How to Build a Book Recommendation System

Raghav Agrawal Last Updated : 14 Oct, 2024
8 min read

This article was published as a part of the Data Science Blogathon

A recommendation system is one of the top applications of data science. Every consumer Internet company requires a recommendation system like Netflix, Youtube, a news feed, etc. What you want to show out of a huge range of items is a recommendation system.

Recommendation system image

Table of Contents

  • Introduction to a Recommendation system
  • Types of Recommendation system
  • Book Recommendation System
    • Content-Based Filtering
    • Collaborative-based filtering
    • Hybrid filtering
  • Hands-on Recommendation system
    • Dataset Description
    • Preprocess data
    • Perform EDA
    • Clustering
    • Predictions
  • End Notes

What actually is Recommendation System

A recommendation engine is a class of machine learning which offers relevant suggestions to the customer.  Before the recommendation system, the major tendency to buy was to take a suggestion from friends. But Now Google knows what news you will read, Youtube knows what type of videos you will watch based on your search history, watch history, or purchase history.

A recommendation system helps an organization to create loyal customers and build trust by them desired products and services for which they came on your site. The recommendation system today are so powerful that they can handle the new customer too who has visited the site for the first time. They recommend the products which are currently trending or highly rated and they can also recommend the products which bring maximum profit to the company.

Types Of Recommendation System

A recommendation system is usually built using 3 techniques which are content-based filtering, collaborative filtering, and a combination of both.

1) Content-Based Filtering

The algorithm recommends a product that is similar to those which used as watched. In simple words, In this algorithm, we try to find finding item look alike. For example, a person likes to watch Sachin Tendulkar shots, so he may like watching Ricky Ponting shots too because the two videos have similar tags and similar categories.

Only it looks similar between the content and does not focus more on the person who is watching this. Only it recommends the product which has the highest score based on past preferences.

2) Collaborative-based Filtering

Collaborative based filtering recommender systems are based on past interactions of users and target items.  In simple words here, we try to search for the look-alike customers and offer products based on what his or her lookalike has chosen. Let us understand with an example. X and Y are two similar users and X user has watched A, B, and C movie. And Y user has watched B, C, and D movie then we will recommend A movie to Y user and D movie to X user.

Youtube has shifted its recommendation system from content-based to Collaborative based filtering technique. If you have experienced sometimes there are also videos which not at all related to your history but then also it recommends it because the other person similar to you has watched it.

3) Hybrid Filtering Method

It is basically a combination of both the above methods.
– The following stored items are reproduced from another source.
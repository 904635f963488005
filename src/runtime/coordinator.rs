//! Coordinator: owns the run lifecycle.
//!
//! Creates the semaphore set and the queue, spawns the configured number of
//! producer and consumer threads against one shared context, joins producers
//! first and consumers second, and aggregates every worker outcome into a
//! [`RunReport`]. The semaphore set and the queue storage are released when
//! the last context reference drops.

use std::sync::Arc;
use std::thread::{self, JoinHandle};

use thiserror::Error;
use tracing::{debug, info, warn};

use crate::config::SimConfig;
use crate::queue::JobQueue;
use crate::runtime::consumer::{self, ConsumerOutcome};
use crate::runtime::producer::{self, ProducerOutcome};
use crate::runtime::{COUNTERS, ITEM, MUTEX, SPACE, SharedContext};
use crate::sync::sem::{SemError, SemKey, SemSet};

/// Error starting a run.
#[derive(Debug, Error)]
pub enum CoordinatorError {
    /// A zero-capacity queue cannot back a ring.
    #[error("buffer capacity must be at least 1")]
    ZeroCapacity,
    /// The semaphore set could not be created; nothing was allocated.
    #[error("failed to create the semaphore set: {0}")]
    Create(#[source] SemError),
    /// A counter could not be initialized; the already-created set was torn
    /// down before this surfaced.
    #[error("failed to initialize the semaphore set: {0}")]
    Init(#[source] SemError),
}

impl CoordinatorError {
    /// The underlying semaphore error, if any.
    #[must_use]
    pub fn sem_error(&self) -> Option<&SemError> {
        match self {
            Self::ZeroCapacity => None,
            Self::Create(err) | Self::Init(err) => Some(err),
        }
    }
}

/// Aggregate of every worker outcome for one run.
#[derive(Debug, Default, Clone, Copy, PartialEq, Eq)]
pub struct RunReport {
    /// Jobs deposited across all producers.
    pub deposited: u64,
    /// Jobs fetched and fully executed across all consumers.
    pub executed: u64,
    /// Producers that ended on a `space` timeout.
    pub producer_timeouts: u32,
    /// Workers whose thread panicked. Their outstanding semaphore
    /// decrements were rolled back by the permit guards.
    pub panicked: u32,
}

/// Handle to a running simulation.
pub struct Coordinator {
    producers: Vec<JoinHandle<ProducerOutcome>>,
    consumers: Vec<JoinHandle<ConsumerOutcome>>,
}

impl Coordinator {
    /// Creates the shared state and spawns all workers.
    ///
    /// Counters start as `item = 0`, `space = capacity`, `mutex = 1`.
    /// Workers get 1-based ordinals and named threads (`producer-1`,
    /// `consumer-2`, ...).
    ///
    /// # Errors
    ///
    /// [`CoordinatorError::Create`] if the semaphore set cannot be
    /// allocated (e.g. the key is already in use);
    /// [`CoordinatorError::Init`] if a counter cannot be initialized.
    ///
    /// # Panics
    ///
    /// Panics if the OS refuses to spawn a thread.
    pub fn spawn(config: SimConfig) -> Result<Self, CoordinatorError> {
        if config.capacity == 0 {
            return Err(CoordinatorError::ZeroCapacity);
        }

        let sem =
            SemSet::create(SemKey(config.sem_key), COUNTERS).map_err(CoordinatorError::Create)?;

        // On an init error `sem` drops here, tearing the set down before the
        // error surfaces.
        sem.set_value(ITEM, 0).map_err(CoordinatorError::Init)?;
        sem.set_value(SPACE, config.capacity as u64)
            .map_err(CoordinatorError::Init)?;
        sem.set_value(MUTEX, 1).map_err(CoordinatorError::Init)?;

        let ctx = Arc::new(SharedContext {
            sem,
            queue: JobQueue::new(config.capacity),
            timing: config.timing,
        });

        info!(
            capacity = config.capacity,
            jobs_per_producer = config.jobs_per_producer,
            producers = config.producers,
            consumers = config.consumers,
            key = %ctx.sem.key(),
            "run starting"
        );

        let producers = (1..=config.producers)
            .map(|id| {
                let ctx = Arc::clone(&ctx);
                let quota = config.jobs_per_producer;
                debug!(producer = id, "spawning producer");
                thread::Builder::new()
                    .name(format!("producer-{id}"))
                    .spawn(move || producer::run(id, quota, &ctx))
                    .expect("failed to spawn producer thread")
            })
            .collect();

        let consumers = (1..=config.consumers)
            .map(|id| {
                let ctx = Arc::clone(&ctx);
                debug!(consumer = id, "spawning consumer");
                thread::Builder::new()
                    .name(format!("consumer-{id}"))
                    .spawn(move || consumer::run(id, &ctx))
                    .expect("failed to spawn consumer thread")
            })
            .collect();

        Ok(Self {
            producers,
            consumers,
        })
    }

    /// Joins all producers, then all consumers, and aggregates the outcomes.
    #[must_use]
    pub fn join(self) -> RunReport {
        let mut report = RunReport::default();

        for handle in self.producers {
            match handle.join() {
                Ok(outcome) => {
                    report.deposited += u64::from(outcome.deposited);
                    report.producer_timeouts += u32::from(outcome.timed_out);
                }
                Err(_) => {
                    warn!("producer thread panicked");
                    report.panicked += 1;
                }
            }
        }

        for handle in self.consumers {
            match handle.join() {
                Ok(outcome) => report.executed += u64::from(outcome.executed),
                Err(_) => {
                    warn!("consumer thread panicked");
                    report.panicked += 1;
                }
            }
        }

        info!(
            deposited = report.deposited,
            executed = report.executed,
            producer_timeouts = report.producer_timeouts,
            panicked = report.panicked,
            "run complete"
        );
        report
    }

    /// Convenience wrapper: spawn the workers and block until they finish.
    ///
    /// # Errors
    ///
    /// Same as [`Coordinator::spawn`].
    pub fn run(config: SimConfig) -> Result<RunReport, CoordinatorError> {
        Ok(Self::spawn(config)?.join())
    }
}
It is a too complex model which recommends product based on your history as well based on similar users like you.

There are some organizations that use this method like Facebook which shows news which is important for you and for others also in your network and the same is used by Linkedin too.

Book Recommendation System

A book recommendation system is a type of recommendation system where we have to recommend similar books to the reader based on his interest. The books recommendation system is used by online websites which provide ebooks like google play books, open library, good Read’s, etc.
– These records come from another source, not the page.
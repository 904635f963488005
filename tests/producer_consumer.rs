//! End-to-end producer/consumer runs at millisecond scale.
//!
//! Every scenario uses its own semaphore key: the key registry is
//! process-wide and the test harness runs tests in parallel. Assertions
//! never rely on cross-worker ordering, only on aggregate outcomes.
//!
//! Run with log output:
//! ```sh
//! RUST_LOG=conveyor=debug cargo test --test producer_consumer -- --nocapture
//! ```

use std::sync::Once;
use std::time::{Duration, Instant};

use conveyor::config::{SimConfig, Timing};
use conveyor::runtime::Coordinator;

static INIT_TRACING: Once = Once::new();

fn init() {
    INIT_TRACING.call_once(conveyor::init_tracing);
}

/// Millisecond-scale timing so scenarios finish quickly.
fn fast_timing() -> Timing {
    Timing {
        wait_timeout: Duration::from_millis(250),
        duration_range: (1, 3),
        delay_range: (1, 2),
        time_unit: Duration::from_millis(5),
    }
}

fn scenario(capacity: usize, jobs: u32, producers: u32, consumers: u32, key: u32) -> SimConfig {
    SimConfig {
        capacity,
        jobs_per_producer: jobs,
        producers,
        consumers,
        sem_key: key,
        timing: fast_timing(),
    }
}

#[test]
fn single_pair_drains_every_job_then_consumer_times_out() {
    init();
    let config = scenario(2, 3, 1, 1, 0xA101);

    let start = Instant::now();
    let report = Coordinator::run(config).unwrap();
    let elapsed = start.elapsed();

    assert_eq!(report.deposited, 3, "producer exhausts its quota");
    assert_eq!(report.producer_timeouts, 0, "producer never times out");
    assert_eq!(report.executed, 3, "consumer drains every deposit");
    assert_eq!(report.panicked, 0);

    // The consumer only exits via its timed wait, so the run lasts at least
    // one timeout beyond the last job.
    assert!(elapsed >= config.timing.wait_timeout);
}

#[test]
fn producers_contending_without_consumers_time_out() {
    init();
    // One slot, two single-job producers, nobody to free the slot: one
    // deposit succeeds, the other producer blocks and times out.
    let config = scenario(1, 1, 2, 0, 0xA102);

    let report = Coordinator::run(config).unwrap();

    assert_eq!(report.deposited, 1);
    assert_eq!(report.producer_timeouts, 1);
    assert_eq!(report.executed, 0);
    assert_eq!(report.panicked, 0);
}

#[test]
fn many_workers_conserve_every_job() {
    init();
    // Stress the counter protocol: every deposited job is executed exactly
    // once. The queue's debug single-writer assertion is armed throughout.
    let config = scenario(8, 6, 4, 4, 0xA103);

    let report = Coordinator::run(config).unwrap();

    assert_eq!(report.producer_timeouts, 0, "consumers keep up with producers");
    assert_eq!(report.deposited, 24, "4 producers x 6 jobs");
    assert_eq!(report.executed, report.deposited, "no lost or duplicated jobs");
    assert_eq!(report.panicked, 0);
}

#[test]
fn tiny_buffer_still_conserves_jobs() {
    init();
    // Capacity 1 forces full serialization through the space/item handoff.
    let config = scenario(1, 4, 2, 2, 0xA104);

    let report = Coordinator::run(config).unwrap();

    assert_eq!(report.deposited, 8);
    assert_eq!(report.executed, 8);
    assert_eq!(report.producer_timeouts, 0);
    assert_eq!(report.panicked, 0);
}

#[test]
fn consumers_without_producers_time_out_after_the_deadline() {
    init();
    let config = scenario(2, 1, 0, 2, 0xA105);

    let start = Instant::now();
    let report = Coordinator::run(config).unwrap();
    let elapsed = start.elapsed();

    assert_eq!(report.deposited, 0);
    assert_eq!(report.executed, 0);
    assert!(elapsed >= config.timing.wait_timeout);
}

#[test]
fn back_to_back_runs_can_reuse_the_key() {
    init();
    let config = scenario(2, 2, 1, 1, 0xA106);

    let first = Coordinator::run(config).unwrap();
    assert_eq!(first.deposited, 2);

    // The first run released its set on teardown, so the same key works.
    let second = Coordinator::run(config).unwrap();
    assert_eq!(second.deposited, 2);
}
In this article, we will use the Collaborative based filtering method to build a book recommender system. You can download the dataset from here

Practical Implementation of Recommendation System

Let’s make our hands dirty while trying to implement a Book recommendation system using collaborative filtering.

Dataset Description

we have 3 files in our dataset which is extracted from some books selling websites.
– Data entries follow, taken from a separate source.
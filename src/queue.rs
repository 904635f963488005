//! Bounded circular job queue.
//!
//! The queue stores jobs in a fixed ring of slots addressed by head and tail
//! indices. It performs no locking and no occupancy tracking of its own: the
//! `space` and `item` counters reserve a slot before every call, and the
//! binary `mutex` counter serializes the calls themselves. The unsafe API
//! makes that contract explicit.
//!
//! # Safety
//!
//! [`JobQueue::deposit`] and [`JobQueue::fetch`] are sound only while the
//! caller holds the mutex permit and has performed the matching counter
//! decrement. Debug builds additionally assert that at most one thread is
//! ever inside a mutating call.

use std::cell::UnsafeCell;
use std::sync::atomic::{AtomicBool, Ordering};

use crate::job::Job;

struct Slots {
    head: usize,
    tail: usize,
    data: Box<[Option<Job>]>,
}

/// Fixed-capacity ring of job slots.
pub struct JobQueue {
    slots: UnsafeCell<Slots>,
    capacity: usize,
    /// Debug-build guard catching concurrent mutation.
    busy: AtomicBool,
}

// SAFETY: all mutation goes through the unsafe deposit/fetch API, whose
// contract requires the caller to hold the mutex permit, so at most one
// thread touches `slots` at a time.
unsafe impl Sync for JobQueue {}

impl JobQueue {
    /// Allocates `capacity` empty slots with `head = tail = 0`.
    ///
    /// # Panics
    ///
    /// Panics if `capacity` is zero; a zero-length ring cannot hold a job.
    #[must_use]
    pub fn new(capacity: usize) -> Self {
        assert!(capacity > 0, "queue capacity must be greater than 0");
        Self {
            slots: UnsafeCell::new(Slots {
                head: 0,
                tail: 0,
                data: vec![None; capacity].into_boxed_slice(),
            }),
            capacity,
            busy: AtomicBool::new(false),
        }
    }

    #[must_use]
    pub const fn capacity(&self) -> usize {
        self.capacity
    }

    /// Next slot index after `index`, wrapping to 0 at capacity.
    const fn bump(&self, index: usize) -> usize {
        let next = index + 1;
        if next == self.capacity { 0 } else { next }
    }

    /// Current tail index, used for job id assignment.
    ///
    /// # Safety
    ///
    /// Caller must hold the mutex permit; the tail may otherwise change
    /// between this read and the deposit it feeds.
    #[must_use]
    pub unsafe fn tail_index(&self) -> usize {
        // SAFETY: the mutex permit gives the caller exclusive access.
        unsafe { (*self.slots.get()).tail }
    }

    /// Writes `job` at the tail and advances it.
    ///
    /// # Safety
    ///
    /// Caller must hold the mutex permit and have decremented `space` for
    /// this deposit; the slot at the tail is unread otherwise.
    pub unsafe fn deposit(&self, job: Job) {
        let _writer = SingleWriter::enter(&self.busy);
        // SAFETY: the mutex permit gives the caller exclusive access.
        let slots = unsafe { &mut *self.slots.get() };
        debug_assert!(
            slots.data[slots.tail].is_none(),
            "deposit into an occupied slot"
        );
        slots.data[slots.tail] = Some(job);
        slots.tail = self.bump(slots.tail);
    }

    /// Takes the job at the head and advances it.
    ///
    /// # Safety
    ///
    /// Caller must hold the mutex permit and have decremented `item` for
    /// this fetch; the slot at the head is unfilled otherwise.
    #[must_use]
    pub unsafe fn fetch(&self) -> Job {
        let _writer = SingleWriter::enter(&self.busy);
        // SAFETY: the mutex permit gives the caller exclusive access.
        let slots = unsafe { &mut *self.slots.get() };
        let job = slots.data[slots.head].take();
        slots.head = self.bump(slots.head);
        debug_assert!(job.is_some(), "fetch from an unfilled slot");
        // SAFETY: the item counter guarantees a prior deposit filled this slot.
        unsafe { job.unwrap_unchecked() }
    }
}

/// RAII flag asserting single-writer access in debug builds.
struct SingleWriter<'a>(&'a AtomicBool);

impl<'a> SingleWriter<'a> {
    fn enter(flag: &'a AtomicBool) -> Self {
        let was_busy = flag.swap(true, Ordering::Acquire);
        debug_assert!(!was_busy, "concurrent queue mutation: mutex discipline violated");
        Self(flag)
    }
}

impl Drop for SingleWriter<'_> {
    fn drop(&mut self) {
        self.0.store(false, Ordering::Release);
    }
}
  • Books – first are about books which contain all the information related to books like an author, title, publication year, etc.
  • Users – The second file contains registered user’s information like user id, location.
  • ratings –  Ratings contain information like which user has given how much rating to which book.

So based on all these three files we can build a powerful collaborative filtering model. let’s get started.

Load Data

let us start while importing libraries and load datasets. while loading the file we have some problems like.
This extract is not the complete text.